China reports three bird flu cases

It’s good that they seem to be finally telling the truth. But why do they always have to start by lying? [Update: I’ll reserve judgement about whether anyone lied until I understand it better.]

China said Sunday it had asked for outside help to test three possible cases of bird flu in people, while scientists and government representatives prepared for a strategy session in Geneva amid fears of a possible worldwide flu pandemic among humans.

China said it asked the World Health Organization to help determine whether the virus caused the death of a 12-year-old girl and infected her 9-year-old brother and a 36-year-old middle school teacher in Wantang, a village in central Hunan province.

Chinese experts “cannot rule out the possibility of human transmission of H5N1 bird flu” in the cases of the three, who came down with pneumonia last month following a bird flu outbreak among poultry in their village, the official Xinhua News Agency reported.

The girl’s brother and the teacher recovered. Chinese officials initially said the girl and her brother tested negative for the bird flu virus.

Still no deaths from bird flu in China despite 62 dead in neighboring countries. If only those neigbors could emulate China’s advanced infection containment capabilities.

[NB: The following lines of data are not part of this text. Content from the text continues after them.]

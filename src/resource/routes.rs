use axum::{
    extract::{rejection::JsonRejection, OriginalUri, Path, RawQuery, State},
    routing::get,
    Extension, Json, Router,
};
use serde_json::Value;
use std::collections::HashMap;
use std::sync::Arc;

use super::{parse_query_params, DocumentResource};
use crate::auth::DecodedToken;
use crate::error::ApiError;
use crate::middleware::ApiResult;
use crate::types::Handler;

type SharedResource = Arc<DocumentResource>;
type PathParams = Path<HashMap<String, String>>;
type Token = Option<Extension<DecodedToken>>;

impl DocumentResource {
    /// Mount the collection handlers on `collection_route` and the document
    /// handlers on `document_route` (for example `/users` and `/users/:id`).
    pub fn router<S>(self: Arc<Self>, collection_route: &str, document_route: &str) -> Router<S>
    where
        S: Clone + Send + Sync + 'static,
    {
        Router::new()
            .route(collection_route, get(collection_get).post(collection_post))
            .route(
                document_route,
                get(document_get)
                    .put(document_put)
                    .patch(document_patch)
                    .delete(document_delete),
            )
            .with_state(self)
    }

    /// Mount at `base` and `base/:id`.
    pub fn collection_router<S>(self: Arc<Self>, base: &str) -> Router<S>
    where
        S: Clone + Send + Sync + 'static,
    {
        let document_route = format!("{}/:id", base.trim_end_matches('/'));
        self.router(base, &document_route)
    }
}

fn json_body(body: Result<Json<Value>, JsonRejection>) -> Result<Value, ApiError> {
    body.map(|Json(value)| value)
        .map_err(|rejection| ApiError::invalid_json(rejection.body_text()))
}

/// GET {collection} - list documents matching the query string
async fn collection_get(
    State(resource): State<SharedResource>,
    OriginalUri(uri): OriginalUri,
    RawQuery(query): RawQuery,
    token: Token,
) -> ApiResult {
    let params = parse_query_params(query.as_deref());
    resource
        .on_get(uri.path(), params, token.as_ref().map(|Extension(t)| t))
        .await
}

/// POST {collection} - create a document
async fn collection_post(
    State(resource): State<SharedResource>,
    OriginalUri(uri): OriginalUri,
    token: Token,
    body: Result<Json<Value>, JsonRejection>,
) -> ApiResult {
    resource.authorize(Handler::OnPost, token.as_ref().map(|Extension(t)| t))?;
    let body = json_body(body)?;
    resource
        .on_post(uri.path(), body, token.as_ref().map(|Extension(t)| t))
        .await
}

/// GET {document} - show one document
async fn document_get(
    State(resource): State<SharedResource>,
    OriginalUri(uri): OriginalUri,
    Path(params): PathParams,
    token: Token,
) -> ApiResult {
    resource
        .on_get_doc(
            uri.path(),
            params.get("id").map(String::as_str),
            token.as_ref().map(|Extension(t)| t),
        )
        .await
}

/// PUT {document} - replace a document
async fn document_put(
    State(resource): State<SharedResource>,
    OriginalUri(uri): OriginalUri,
    Path(params): PathParams,
    token: Token,
    body: Result<Json<Value>, JsonRejection>,
) -> ApiResult {
    resource.authorize(Handler::OnPutDoc, token.as_ref().map(|Extension(t)| t))?;
    let body = json_body(body)?;
    resource
        .on_put_doc(
            uri.path(),
            params.get("id").map(String::as_str),
            body,
            token.as_ref().map(|Extension(t)| t),
        )
        .await
}

/// PATCH {document} - update fields of a document
async fn document_patch(
    State(resource): State<SharedResource>,
    OriginalUri(uri): OriginalUri,
    Path(params): PathParams,
    token: Token,
    body: Result<Json<Value>, JsonRejection>,
) -> ApiResult {
    resource.authorize(Handler::OnPatchDoc, token.as_ref().map(|Extension(t)| t))?;
    let body = json_body(body)?;
    resource
        .on_patch_doc(
            uri.path(),
            params.get("id").map(String::as_str),
            body,
            token.as_ref().map(|Extension(t)| t),
        )
        .await
}

/// DELETE {document} - remove a document
async fn document_delete(
    State(resource): State<SharedResource>,
    OriginalUri(uri): OriginalUri,
    Path(params): PathParams,
    token: Token,
) -> ApiResult {
    resource
        .on_delete_doc(
            uri.path(),
            params.get("id").map(String::as_str),
            token.as_ref().map(|Extension(t)| t),
        )
        .await
}
use super::error::QueryError;
use crate::database::{Direction, OrderBy, DOCUMENT_ID};

pub struct QueryOrder;

impl QueryOrder {
    /// Parse an `order_by` value into orderings.
    ///
    /// Each comma-separated part is `ASCENDING`, `DESCENDING` (document id
    /// order), `field`, or `field DIRECTION`. Only the exact label
    /// `DESCENDING` sorts descending; any other direction is ascending.
    pub fn parse(order_by: &str) -> Result<Vec<OrderBy>, QueryError> {
        let mut out = Vec::new();
        for part in order_by.split(',') {
            let tokens: Vec<&str> = part.split_whitespace().collect();
            let order = match tokens.as_slice() {
                [] => continue,
                [label] if Direction::is_label(label) => OrderBy {
                    field: DOCUMENT_ID.to_string(),
                    direction: Direction::from_label(label),
                },
                [field] => OrderBy {
                    field: field.to_string(),
                    direction: Direction::Ascending,
                },
                [field, direction] => OrderBy {
                    field: field.to_string(),
                    direction: Direction::from_label(direction),
                },
                _ => return Err(QueryError::InvalidOrder(part.trim().to_string())),
            };
            out.push(order);
        }
        Ok(out)
    }
}
use serde::Deserialize;
use serde_json::Value;

use crate::schema::{FieldError, Record, ValidationError};

fn default_limit() -> usize {
    100
}

fn default_order_by() -> String {
    "ASCENDING".to_string()
}

/// Typed collection query, read from validated query-string parameters.
#[derive(Debug, Clone, PartialEq, Deserialize)]
pub struct QuerySpec {
    /// Clauses of the form `field operator value`
    #[serde(rename = "where", default)]
    pub where_clauses: Option<Vec<String>>,

    #[serde(default = "default_limit")]
    pub limit: usize,

    #[serde(default)]
    pub offset: usize,

    #[serde(default = "default_order_by")]
    pub order_by: String,

    /// Remaining parameters, each an equality filter on the field of the same name
    #[serde(flatten)]
    pub filters: Record,
}

impl Default for QuerySpec {
    fn default() -> Self {
        Self {
            where_clauses: None,
            limit: default_limit(),
            offset: 0,
            order_by: default_order_by(),
            filters: Record::new(),
        }
    }
}

impl QuerySpec {
    /// Build from a record already validated by a query schema.
    pub fn from_record(record: Record) -> Result<Self, ValidationError> {
        serde_json::from_value(Value::Object(record)).map_err(|e| {
            ValidationError::new(
                "QuerySpec",
                vec![FieldError::new("__root__", e.to_string(), "type_error")],
            )
        })
    }
}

The Discussion: 13 Comments

The authorities haven’t lied. They are actually doing the responsible thing, and asking for outside help to be 100% sure this wasn’t bird flu. That’s to be encouraged, not denigrated.

November 6, 2005 @ 7:27 pm | Comment

They’re now calling it an outbreak of pneumonia from “unknown causes”

November 6, 2005 @ 7:35 pm | Comment

Really? I thought the article said, “Chinese officials initially said the girl and her brother tested negative for the bird flu virus.” It doesn’t say that the government initially reported they were unsure of the test results. No, instead they reported they were tested and they had the results, which showed they tested negative. But now they are saying they tested positive. You can praise this all you want and say they should be “congratulated,” but I see it differently.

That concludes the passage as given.